In November 2022, OpenAI opened its most recent and powerful AI chatbot, ChatGPT, to users to test its capability. It amazed netizens across the world by answering a range of questions. The search interface also replied with fixes for broken code. The bot continues to attract diverse people to run experimental questions.
Some users have been testing the bot’s capability to do nefarious things. Illicit actors have tried to bypass the tool’s safeguards and carry out malicious use cases with varying degrees of success. Research outlet ArsTechnica shared some exchanges between several forum users and ChatGPT. These users claimed the chatbot helped them write malicious code even though they claimed to be amateurs.
ChatGPT, however, is programmed to block obvious requests to write phishing emails or code for hackers. While it can close the gates for amateur coders looking to build malware, the more seasoned ones could trick the bot into correcting or enhancing malicious code they have partially developed. They could get through the system by phrasing their request in an innocuous way.
A malicious code generator?
OpenAI notes that asking its bot for illegal or phishing content may violate its content policy. But for someone trespassing such policies, the bot provides a starting point. Cybersecurity firm Check Point’s researchers tested the bot by asking it to draft a phishing email for a fictional webhosting firm.
ChatGPT gave an impressive ‘phishing email’ in reply. The response section included a warning that read: “This content may violate our content policy. If you believe this to be in error, please submit your feedback – your input will aid our research in this area.”
While surreptitiously asking ChatGPT to write malware is one problem, another issue several coders face is the inherently buggy code the bot spews out. Things have gotten so bad that Stack Overflow, a forum for software programmers, banned its users from using any AI-generated code on the platform.
Check Point researchers also tested the bot on multiple scripts with slight variations using different wordings. They note that large language models (LLM) can be easily automated to launch complicated attack processes to generate other malicious artifacts.
“Defenders and threat hunters should be vigilant and cautious about adopting this [ChatGPT] technology quickly, otherwise, our community will be one step behind the attackers,” the company noted.
Teachers and academicians have also expressed concerns over ChatGPT’s impact on written assignments. They note that the bot could be used to turn in plagiarised essays that could be hard to detect for time-pressed invigilators. Most recently, New York City’s education department banned ChatGPT in its public schools. The authorities have forbidden the bot’s use in all devices and network connected to schools. It is not that plagiarism is new a problem in academic institutions; ChatGPT has changed the way AI is used to create new content. This makes it hard to single out copied content.
“It’s definitely different than traditional copy paste plagiarism. What we’ve noticed with AI writing, like these GPT models, is that they write in a statistically vanilla way,” Eric Wang, VP, Artificial Intelligence at plagiarism detection firm Turnitin said.

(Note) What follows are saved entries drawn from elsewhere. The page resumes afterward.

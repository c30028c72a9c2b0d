#![forbid(unsafe_code)]

//! End-to-end prover: evaluate, extract the midpoint witness, fold.

use std::collections::BTreeSet;
use std::time::Instant;

use num_bigint::BigUint;
use num_traits::One;
use tracing::{info, warn};
use vdf_core::{ChainRetention, HashAlgorithm, VdfConfig, VdfError, VdfResult};

use crate::chain::{evaluate_with, Retention};
use crate::group::GroupParams;
use crate::halving::{halve_delay, Claim, HalvingProver, ProofChain};
use crate::witness::witness_for;

/// Proves `x0^(2^T) mod N` for the configured group.
#[derive(Debug, Clone)]
pub struct VdfProver {
    params: GroupParams,
    hash: HashAlgorithm,
    retention: ChainRetention,
}

impl VdfProver {
    #[must_use]
    pub fn new(params: GroupParams) -> Self {
        Self { params, hash: HashAlgorithm::default(), retention: ChainRetention::default() }
    }

    /// Build a prover from a loaded configuration.
    pub fn from_config(cfg: &VdfConfig) -> VdfResult<Self> {
        Ok(Self::new(GroupParams::from_config(cfg)?)
            .with_hash(cfg.challenge_hash)
            .with_retention(cfg.retention))
    }

    #[must_use]
    pub fn with_hash(mut self, hash: HashAlgorithm) -> Self {
        self.hash = hash;
        self
    }

    #[must_use]
    pub fn with_retention(mut self, retention: ChainRetention) -> Self {
        self.retention = retention;
        self
    }

    #[must_use]
    pub fn params(&self) -> &GroupParams {
        &self.params
    }

    /// Run the squaring chain and package `{N, x0, y, T, v}` with
    /// `v = x0^(2^⌈T/2⌉)` taken from the chain.
    pub fn initial_claim(&self, base: &BigUint) -> VdfResult<Claim> {
        let n = self.params.modulus();
        let t = self.params.delay();
        if t == 0 {
            return Err(VdfError::InvalidParameter("proof generation needs a delay of at least 1".into()));
        }
        self.params.check_element("base", base)?;

        let t_half = halve_delay(t);
        let retention = match self.retention {
            ChainRetention::Full => Retention::Full,
            ChainRetention::Sparse => Retention::Sparse(BTreeSet::from([t_half])),
        };

        let (y, chain) = evaluate_with(base, t, n, &retention)?;
        let v = witness_for(&chain, &(BigUint::one() << t_half), n)?;
        Ok(Claim::new(n.clone(), base.clone(), y, t, v))
    }

    /// Evaluate the VDF on `base` and produce the full halving proof chain.
    pub fn prove(&self, base: &BigUint) -> VdfResult<ProofChain> {
        let start = Instant::now();
        let claim = self.initial_claim(base)?;
        let chain = HalvingProver::new(self.hash).generate(&claim)?;

        match chain.base_case() {
            Some(last) if last.is_base_case_valid() => {}
            _ => warn!("base case does not satisfy y = x^2 mod n"),
        }
        info!(
            t = self.params.delay(),
            claims = chain.len(),
            elapsed_ms = start.elapsed().as_millis() as u64,
            "proof generated"
        );
        Ok(chain)
    }
}

#[cfg(test)]
mod tests {
    use super::*;

    fn toy(delay: u64) -> VdfProver {
        VdfProver::new(GroupParams::new(BigUint::from(221u32), delay).unwrap())
    }

    #[test]
    fn initial_claim_matches_vector() {
        let claim = toy(4).initial_claim(&BigUint::from(5u8)).unwrap();
        assert_eq!(
            claim,
            Claim::new(BigUint::from(221u32), BigUint::from(5u8), BigUint::one(), 4, BigUint::from(183u32))
        );
    }

    #[test]
    fn sparse_and_full_agree() {
        let base = BigUint::from(7u8);
        let full = toy(9).prove(&base).unwrap();
        let sparse = toy(9).with_retention(ChainRetention::Sparse).prove(&base).unwrap();
        assert_eq!(full, sparse);
    }

    #[test]
    fn zero_delay_rejected() {
        assert!(matches!(toy(0).prove(&BigUint::from(5u8)), Err(VdfError::InvalidParameter(_))));
    }

    #[test]
    fn base_outside_group_rejected() {
        assert!(matches!(toy(4).prove(&BigUint::from(300u32)), Err(VdfError::InvalidParameter(_))));
    }

    #[test]
    fn hash_choice_changes_chain() {
        let base = BigUint::from(5u8);
        let sha3 = toy(8).prove(&base).unwrap();
        let keccak = toy(8).with_hash(HashAlgorithm::Keccak256).prove(&base).unwrap();
        assert_eq!(sha3.original(), keccak.original());
        assert_eq!(sha3.len(), keccak.len());
        assert!(keccak.base_case().unwrap().is_base_case_valid());
    }
}
#![forbid(unsafe_code)]

//! On-chain proof artifact and proof-chain persistence.
//!
//! The JSON record consumed by the on-chain verifier:
//!
//! ```json
//! {
//!  "n": { "val": "0x…", "bitlen": 2047 },
//!  "x": { "val": "0x…", "bitlen": 2047 },
//!  "y": { "val": "0x…", "bitlen": 2046 },
//!  "T": 1048576,
//!  "v": [ { "v": { "val": "0x…", "bitlen": 2047 } }, … ]
//! }
//! ```
//!
//! `val` is lowercase hex without leading zeros, prefixed `0x`; `bitlen` is
//! the minimal bit count (zero renders as `0x0` with bitlen 0). `v` lists the
//! witness of every claim except the base case.
//!
//! The complete chain (all five fields of every claim) can additionally be
//! dumped as CBOR. Both writers go through a sibling temporary file and a
//! rename, so a failed write never leaves a truncated file at `path`.

use std::fs;
use std::path::{Path, PathBuf};

use num_bigint::BigUint;
use num_traits::Num;
use serde::{Deserialize, Serialize};
use tracing::debug;
use vdf_core::{VdfError, VdfResult};

use crate::halving::ProofChain;

/// Group element as `{ "val": "0x…", "bitlen": … }`.
#[derive(Debug, Clone, PartialEq, Eq, Serialize, Deserialize)]
pub struct BigNumber {
    pub val: String,
    pub bitlen: u64,
}

impl BigNumber {
    #[must_use]
    pub fn from_biguint(x: &BigUint) -> Self {
        Self { val: format!("0x{x:x}"), bitlen: x.bits() }
    }

    /// Hex digits without the `0x` prefix.
    #[must_use]
    pub fn hex_digits(&self) -> &str {
        self.val.strip_prefix("0x").unwrap_or(&self.val)
    }

    /// Parse the value back. Fails with [`VdfError::Parse`] on bad hex.
    pub fn to_biguint(&self) -> VdfResult<BigUint> {
        BigUint::from_str_radix(self.hex_digits(), 16)
            .map_err(|_| VdfError::Parse { field: "val", value: self.val.clone() })
    }
}

/// One witness entry, wrapped as `{ "v": { … } }`.
#[derive(Debug, Clone, PartialEq, Eq, Serialize, Deserialize)]
pub struct WitnessEntry {
    pub v: BigNumber,
}

/// On-chain proof record.
#[derive(Debug, Clone, PartialEq, Eq, Serialize, Deserialize)]
pub struct OnchainProof {
    pub n: BigNumber,
    pub x: BigNumber,
    pub y: BigNumber,
    #[serde(rename = "T")]
    pub t: u64,
    pub v: Vec<WitnessEntry>,
}

impl OnchainProof {
    /// Format a proof chain, dropping the base-case witness.
    pub fn from_chain(chain: &ProofChain) -> VdfResult<Self> {
        let original = chain.original().ok_or(VdfError::EmptyProofChain)?;
        Ok(Self {
            n: BigNumber::from_biguint(original.n()),
            x: BigNumber::from_biguint(original.x()),
            y: BigNumber::from_biguint(original.y()),
            t: original.t(),
            v: chain
                .witnesses()
                .map(|v| WitnessEntry { v: BigNumber::from_biguint(v) })
                .collect(),
        })
    }

    /// Pretty JSON with a one-space indent.
    pub fn to_json_pretty(&self) -> VdfResult<String> {
        let mut buf = Vec::new();
        let fmt = serde_json::ser::PrettyFormatter::with_indent(b" ");
        let mut ser = serde_json::Serializer::with_formatter(&mut buf, fmt);
        self.serialize(&mut ser)?;
        // serde_json only ever emits UTF-8.
        Ok(String::from_utf8_lossy(&buf).into_owned())
    }

    pub fn from_json(data: &str) -> VdfResult<Self> {
        Ok(serde_json::from_str(data)?)
    }

    /// Write the artifact to `path`.
    pub fn write_json<P: AsRef<Path>>(&self, path: P) -> VdfResult<()> {
        let json = self.to_json_pretty()?;
        write_atomic(path.as_ref(), json.as_bytes())
    }

    /// Read a previously written artifact.
    pub fn read_json<P: AsRef<Path>>(path: P) -> VdfResult<Self> {
        let data = fs::read_to_string(path)?;
        Self::from_json(&data)
    }
}

impl ProofChain {
    pub fn to_cbor(&self) -> VdfResult<Vec<u8>> {
        Ok(serde_cbor::to_vec(self)?)
    }

    /// Decode a CBOR dump. An empty claim list is rejected.
    pub fn from_cbor(data: &[u8]) -> VdfResult<Self> {
        let chain: ProofChain = serde_cbor::from_slice(data)?;
        ProofChain::from_claims(chain.into_claims())
    }

    pub fn write_cbor<P: AsRef<Path>>(&self, path: P) -> VdfResult<()> {
        write_atomic(path.as_ref(), &self.to_cbor()?)
    }

    pub fn read_cbor<P: AsRef<Path>>(path: P) -> VdfResult<Self> {
        Self::from_cbor(&fs::read(path)?)
    }
}

fn temp_sibling(path: &Path) -> PathBuf {
    let name = path
        .file_name()
        .map(|n| n.to_string_lossy().into_owned())
        .unwrap_or_else(|| "artifact".to_string());
    path.with_file_name(format!(".{name}.tmp"))
}

/// Write `bytes` to `path` via a temporary sibling and rename.
fn write_atomic(path: &Path, bytes: &[u8]) -> VdfResult<()> {
    let tmp = temp_sibling(path);
    if let Err(e) = fs::write(&tmp, bytes).and_then(|_| fs::rename(&tmp, path)) {
        let _ = fs::remove_file(&tmp);
        return Err(e.into());
    }
    debug!(path = %path.display(), bytes = bytes.len(), "artifact written");
    Ok(())
}
#![forbid(unsafe_code)]

//! Sequential squaring evaluator.
//!
//! Given `x0`, `t` and `n`, computes `y = x0^(2^t) mod n` with exactly `t`
//! modular squarings, each depending on the previous one. The loop is the
//! delay itself: it is never parallelised, cached across calls or
//! short-circuited.
//!
//! Every intermediate power `chain[i] = x0^(2^i)` is recorded so the witness
//! extractor can read powers of `x0` back without recomputing them. For
//! `t = 2^20` and a 2048-bit modulus the full chain is roughly 256 MiB; use
//! [`Retention::Sparse`] when only a few indices will be queried.

use std::collections::{BTreeMap, BTreeSet};
use std::time::Instant;

use num_bigint::BigUint;
use tracing::{debug, info};
use vdf_core::{VdfError, VdfResult};

use crate::group::{ensure_element, ensure_modulus};

/// Which chain entries the evaluator keeps.
#[derive(Debug, Clone, PartialEq, Eq, Default)]
pub enum Retention {
    /// Keep `chain[0..=t]`.
    #[default]
    Full,
    /// Keep only the listed indices. `0` and `t` are always kept.
    Sparse(BTreeSet<u64>),
}

#[derive(Debug, Clone, PartialEq, Eq)]
enum Entries {
    Full(Vec<BigUint>),
    Sparse(BTreeMap<u64, BigUint>),
}

/// Recorded squaring chain `chain[i] = x0^(2^i) mod n` for `i` in `0..=t`.
#[derive(Debug, Clone, PartialEq, Eq)]
pub struct SquaringChain {
    modulus: BigUint,
    steps: u64,
    entries: Entries,
}

#[allow(clippy::len_without_is_empty)]
impl SquaringChain {
    /// Number of squarings `t` that produced this chain.
    #[must_use]
    pub fn steps(&self) -> u64 {
        self.steps
    }

    /// Logical chain length `t + 1`.
    #[must_use]
    pub fn len(&self) -> u64 {
        self.steps + 1
    }

    #[must_use]
    pub fn modulus(&self) -> &BigUint {
        &self.modulus
    }

    #[must_use]
    pub fn is_sparse(&self) -> bool {
        matches!(self.entries, Entries::Sparse(_))
    }

    /// Entry `index`, if it was recorded.
    #[must_use]
    pub fn get(&self, index: u64) -> Option<&BigUint> {
        match &self.entries {
            Entries::Full(v) => usize::try_from(index).ok().and_then(|i| v.get(i)),
            Entries::Sparse(m) => m.get(&index),
        }
    }

    /// Entry `index`, or [`VdfError::OutOfRange`] if it was not recorded.
    pub fn power(&self, index: u64) -> VdfResult<&BigUint> {
        self.get(index)
            .ok_or(VdfError::OutOfRange { index, len: self.len() })
    }

    /// The base `chain[0]`.
    #[must_use]
    pub fn base(&self) -> &BigUint {
        self.endpoint(0)
    }

    /// The output `chain[t]`.
    #[must_use]
    pub fn output(&self) -> &BigUint {
        self.endpoint(self.steps)
    }

    fn endpoint(&self, index: u64) -> &BigUint {
        match &self.entries {
            Entries::Full(v) => &v[if index == 0 { 0 } else { v.len() - 1 }],
            // Both endpoints are inserted unconditionally by `evaluate_with`.
            Entries::Sparse(m) => &m[&index],
        }
    }

    /// Recorded `(index, value)` pairs in ascending index order.
    pub fn iter(&self) -> Box<dyn Iterator<Item = (u64, &BigUint)> + '_> {
        match &self.entries {
            Entries::Full(v) => Box::new(v.iter().enumerate().map(|(i, x)| (i as u64, x))),
            Entries::Sparse(m) => Box::new(m.iter().map(|(i, x)| (*i, x))),
        }
    }
}

/// Evaluate `x0^(2^t) mod n`, keeping the full chain. Returns `(y, chain)`.
pub fn evaluate(x0: &BigUint, t: u64, n: &BigUint) -> VdfResult<(BigUint, SquaringChain)> {
    evaluate_with(x0, t, n, &Retention::Full)
}

/// Evaluate `x0^(2^t) mod n` with the given retention policy.
///
/// Fails with [`VdfError::InvalidParameter`] before the first squaring when
/// `n <= 1` or `x0 >= n`.
pub fn evaluate_with(
    x0: &BigUint,
    t: u64,
    n: &BigUint,
    retention: &Retention,
) -> VdfResult<(BigUint, SquaringChain)> {
    ensure_modulus(n)?;
    ensure_element("base", x0, n)?;

    let sparse = matches!(retention, Retention::Sparse(_));
    debug!(t, modulus_bits = n.bits(), sparse, "starting squaring chain");
    let start = Instant::now();

    let entries = match retention {
        Retention::Full => {
            let too_large = || VdfError::InvalidParameter(format!("delay {t} does not fit in memory"));
            let cap = usize::try_from(t).ok().and_then(|t| t.checked_add(1)).ok_or_else(too_large)?;
            let mut chain = Vec::new();
            chain.try_reserve_exact(cap).map_err(|_| too_large())?;
            chain.push(x0.clone());
            let mut y = x0.clone();
            for _ in 0..t {
                y = (&y * &y) % n;
                chain.push(y.clone());
            }
            Entries::Full(chain)
        }
        Retention::Sparse(keep) => {
            let mut chain = BTreeMap::new();
            chain.insert(0, x0.clone());
            let mut y = x0.clone();
            for i in 1..=t {
                y = (&y * &y) % n;
                if i == t || keep.contains(&i) {
                    chain.insert(i, y.clone());
                }
            }
            Entries::Sparse(chain)
        }
    };

    let chain = SquaringChain { modulus: n.clone(), steps: t, entries };
    info!(t, elapsed_ms = start.elapsed().as_millis() as u64, "squaring chain complete");
    Ok((chain.output().clone(), chain))
}
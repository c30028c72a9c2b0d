#![forbid(unsafe_code)]

//! Prover configuration. Parses a TOML file into a strongly-typed structure.
//! Group parameters are kept as decimal strings until a caller asks for them,
//! so a malformed value is reported against the field that carried it.

use num_bigint::BigUint;
use serde::Deserialize;
use std::{fmt, fs, path::Path, path::PathBuf, str::FromStr};

use crate::{VdfError, VdfResult};

/// 2047-bit RSA modulus of unknown factorisation used when no config is supplied.
pub const DEFAULT_MODULUS_DEC: &str = "14901995024560329904961350434753246183585009359863918037600291689447425867236233280234158146280526361619483655084377817580307380713779960796538243284679321655995122337644690241899724673620138350577731488123546542205271115215104758591923818947441465813939827252468298458501512274934213283394474929252890272815322072728121545402142127571518643073412545552919444768620193923721115040874821490498192845163014782819480348378252338278631734877270049886059699056015701542491308767095812631609792009922308416690626638089323812382387729710604396893335711577183169675469709449341880762946125460470722355849832821059916566355909";

/// Default instance base `X0`.
pub const DEFAULT_BASE_DEC: &str = "2702608519755635878385320996194610791442298388087698459044354793170875406089102944208228897289234467866935860388679875443893545529554466363689608332379411342297088895328433512853915563930540281202658854965180942641321964738112144788639457955979237709811724908275386797159050672018353503846816144798133930123748117553972278601687176377164166082122222343096089655297954001896904931170987004646968232225410249512300600847730961776536544804567518739034725203121423156686985987754942333378456987899405303956315178985033112973699885750499423186910017346183705830610146945539653233129271006104510030972052573668194938717513";

/// Default delay parameter (2^20 squarings).
pub const DEFAULT_DELAY: u64 = 1 << 20;

/// 256-bit hash feeding the Fiat–Shamir challenge.
#[derive(Debug, Clone, Copy, PartialEq, Eq, Default, Deserialize)]
pub enum HashAlgorithm {
    /// FIPS-202 SHA3-256.
    #[default]
    #[serde(rename = "sha3-256")]
    Sha3_256,
    /// Original Keccak-256 padding, as exposed by the EVM `keccak256` opcode.
    #[serde(rename = "keccak-256")]
    Keccak256,
}

impl HashAlgorithm {
    pub fn as_str(self) -> &'static str {
        match self {
            HashAlgorithm::Sha3_256 => "sha3-256",
            HashAlgorithm::Keccak256 => "keccak-256",
        }
    }
}

impl fmt::Display for HashAlgorithm {
    fn fmt(&self, f: &mut fmt::Formatter<'_>) -> fmt::Result {
        f.write_str(self.as_str())
    }
}

impl FromStr for HashAlgorithm {
    type Err = VdfError;

    fn from_str(s: &str) -> Result<Self, Self::Err> {
        match s.to_ascii_lowercase().as_str() {
            "sha3-256" | "sha3" => Ok(HashAlgorithm::Sha3_256),
            "keccak-256" | "keccak" => Ok(HashAlgorithm::Keccak256),
            other => Err(VdfError::InvalidParameter(format!("unknown challenge hash {other:?}"))),
        }
    }
}

/// How much of the squaring chain the evaluator keeps in memory.
#[derive(Debug, Clone, Copy, PartialEq, Eq, Default, Deserialize)]
#[serde(rename_all = "lowercase")]
pub enum ChainRetention {
    /// Every intermediate power `chain[0..=T]`.
    #[default]
    Full,
    /// Only the entries the top-level witness needs, plus the endpoints.
    Sparse,
}

/// Prover configuration.
#[derive(Debug, Clone, Deserialize)]
#[serde(default)]
pub struct VdfConfig {
    /// Group modulus `N` as a decimal string.
    pub modulus: String,

    /// Instance base `X0` as a decimal string.
    pub base: String,

    /// Number of sequential squarings `T`.
    pub delay: u64,

    /// Hash used for challenge derivation.
    pub challenge_hash: HashAlgorithm,

    /// Squaring chain retention policy.
    pub retention: ChainRetention,

    /// Destination of the on-chain JSON artifact.
    #[serde(default = "default_output")]
    pub output: PathBuf,

    /// Optional destination of the full CBOR proof chain.
    pub chain_output: Option<PathBuf>,

    /// Logging verbosity (`error`, `warn`, `info`, `debug`, `trace`).
    pub log_level: Option<String>,
}

impl Default for VdfConfig {
    fn default() -> Self {
        Self {
            modulus: DEFAULT_MODULUS_DEC.to_string(),
            base: DEFAULT_BASE_DEC.to_string(),
            delay: DEFAULT_DELAY,
            challenge_hash: HashAlgorithm::default(),
            retention: ChainRetention::default(),
            output: default_output(),
            chain_output: None,
            log_level: Some("info".to_string()),
        }
    }
}

fn default_output() -> PathBuf {
    PathBuf::from("proof.json")
}

impl VdfConfig {
    /// Load a configuration file from the given path.
    pub fn from_file<P: AsRef<Path>>(path: P) -> VdfResult<Self> {
        let data = fs::read_to_string(&path).map_err(VdfError::from)?;
        Self::from_toml(&data)
    }

    /// Load config alias version
    pub fn load<P: AsRef<Path>>(path: P) -> VdfResult<Self> {
        Self::from_file(path)
    }

    /// Parse configuration from TOML text.
    pub fn from_toml(data: &str) -> VdfResult<Self> {
        toml::from_str::<VdfConfig>(data).map_err(VdfError::ConfigParse)
    }

    /// Parsed modulus `N`.
    pub fn modulus(&self) -> VdfResult<BigUint> {
        parse_decimal("modulus", &self.modulus)
    }

    /// Parsed base `X0`.
    pub fn base(&self) -> VdfResult<BigUint> {
        parse_decimal("base", &self.base)
    }
}

/// Parse a decimal big-integer string, naming `field` on failure.
pub fn parse_decimal(field: &'static str, value: &str) -> VdfResult<BigUint> {
    let trimmed = value.trim();
    if trimmed.is_empty() || !trimmed.bytes().all(|b| b.is_ascii_digit()) {
        return Err(VdfError::Parse { field, value: value.to_string() });
    }
    BigUint::parse_bytes(trimmed.as_bytes(), 10)
        .ok_or_else(|| VdfError::Parse { field, value: value.to_string() })
}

Humans write based on metric called “burstiness” and “surprise,” while LLMs essentially fill in words based on a probability model. “They choose the most probable word in the most probable location far more often than a human writer,” Wang explained.
And when controlled for these two metrics, the probability of a word in a particular spot jumps up and down, and is all over the place. Humans tend to deviate while writing, but models like GPT deviate much less on average.
Turnitin’s plagiarism detectors “can cue in that type of behaviour pretty reliably. And we have in the labs, detectors that are working quite well in terms of understanding student writing, versus GPT,” Wang claimed.
But there could be fewer such deviations in a more formal essay as such assignments demand a certain type of logical flow, which could be similar to a GPT-style response. So, in a scenario where the answers coming from a human and ChatGPT are in a similar zone, a different kind of pedagogy could help. Perhaps, looking beyond summarisation and reporting based on what is available on the Internet can help.
Comparing and contrasting something to modern events or writing own personal experiences aren’t going to come from ChatGPT. So helping educators think through the different types of prompts to best assess students to help them stay away from using ChatGPT is important, Annie Chechitelli, Chief Product Officer at Turnitin, said.